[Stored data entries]

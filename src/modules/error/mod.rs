// Copyright © 2025 mailroom.dev
// Licensed under Mailroom License Agreement v1.0
// Unauthorized copying, modification, or distribution is prohibited.

use snafu::{Location, Snafu};

pub mod code;

use code::ErrorCode;

#[derive(Debug, Snafu)]
#[snafu(visibility(pub))]
pub enum MailroomError {
    #[snafu(display("{message}"))]
    Generic {
        message: String,
        #[snafu(implicit)]
        location: Location,
        code: ErrorCode,
    },
}

impl MailroomError {
    pub fn code(&self) -> ErrorCode {
        match self {
            MailroomError::Generic { code, .. } => *code,
        }
    }

    pub fn message(&self) -> &str {
        match self {
            MailroomError::Generic { message, .. } => message,
        }
    }
}

pub type MailroomResult<T, E = MailroomError> = std::result::Result<T, E>;
// Copyright © 2025 mailroom.dev
// Licensed under Mailroom License Agreement v1.0
// Unauthorized copying, modification, or distribution is prohibited.

use std::collections::HashMap;

/// Substitutes `{key}` placeholders with user attributes. Unknown keys are
/// left in place so a half-configured signature stays visibly unfinished
/// instead of silently dropping text.
pub fn render_placeholders(template: &str, attributes: &HashMap<String, String>) -> String {
    let mut rendered = String::with_capacity(template.len());
    let mut remaining = template;

    while let Some(open) = remaining.find('{') {
        rendered.push_str(&remaining[..open]);
        let rest = &remaining[open + 1..];
        match rest.find(['{', '}']) {
            Some(end) if rest.as_bytes()[end] == b'}' => {
                let key = &rest[..end];
                match attributes.get(key) {
                    Some(value) => rendered.push_str(value),
                    None => {
                        rendered.push('{');
                        rendered.push_str(key);
                        rendered.push('}');
                    }
                }
                remaining = &rest[end + 1..];
            }
            _ => {
                rendered.push('{');
                remaining = rest;
            }
        }
    }
    rendered.push_str(remaining);

    rendered
}

/// The substitution context for signature rendering: the user's standard
/// fields plus everything in `custom_attributes`.
pub fn user_attributes(
    name: &str,
    custom_attributes: Option<&str>,
) -> HashMap<String, String> {
    let mut attributes = HashMap::new();
    attributes.insert("name".to_string(), name.to_string());
    if let Some(raw) = custom_attributes {
        if let Ok(serde_json::Value::Object(map)) = serde_json::from_str(raw) {
            for (key, value) in map {
                let rendered = match value {
                    serde_json::Value::String(s) => s,
                    other => other.to_string(),
                };
                attributes.insert(key, rendered);
            }
        }
    }
    attributes
}

#[cfg(test)]
mod tests {
    use super::*;

    #[test]
    fn test_render_substitutes_known_keys() {
        let mut attributes = HashMap::new();
        attributes.insert("name".to_string(), "Alice".to_string());
        attributes.insert("job_title".to_string(), "Engineer".to_string());
        assert_eq!(
            render_placeholders("-- \n{name}, {job_title}", &attributes),
            "-- \nAlice, Engineer"
        );
    }

    #[test]
    fn test_render_keeps_unknown_keys() {
        let attributes = HashMap::new();
        assert_eq!(
            render_placeholders("Hello {department}", &attributes),
            "Hello {department}"
        );
    }

    #[test]
    fn test_user_attributes_merges_custom_json() {
        let attributes = user_attributes(
            "Alice",
            Some(r#"{"job_title": "Engineer", "floor": 3}"#),
        );
        assert_eq!(attributes.get("name").unwrap(), "Alice");
        assert_eq!(attributes.get("job_title").unwrap(), "Engineer");
        assert_eq!(attributes.get("floor").unwrap(), "3");
    }
}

▸ WHAT THE TASK REQUIRES
Say, as a number only, how many lines of the data contain "message".

▸ ANSWER TO THIS PROBLEM
4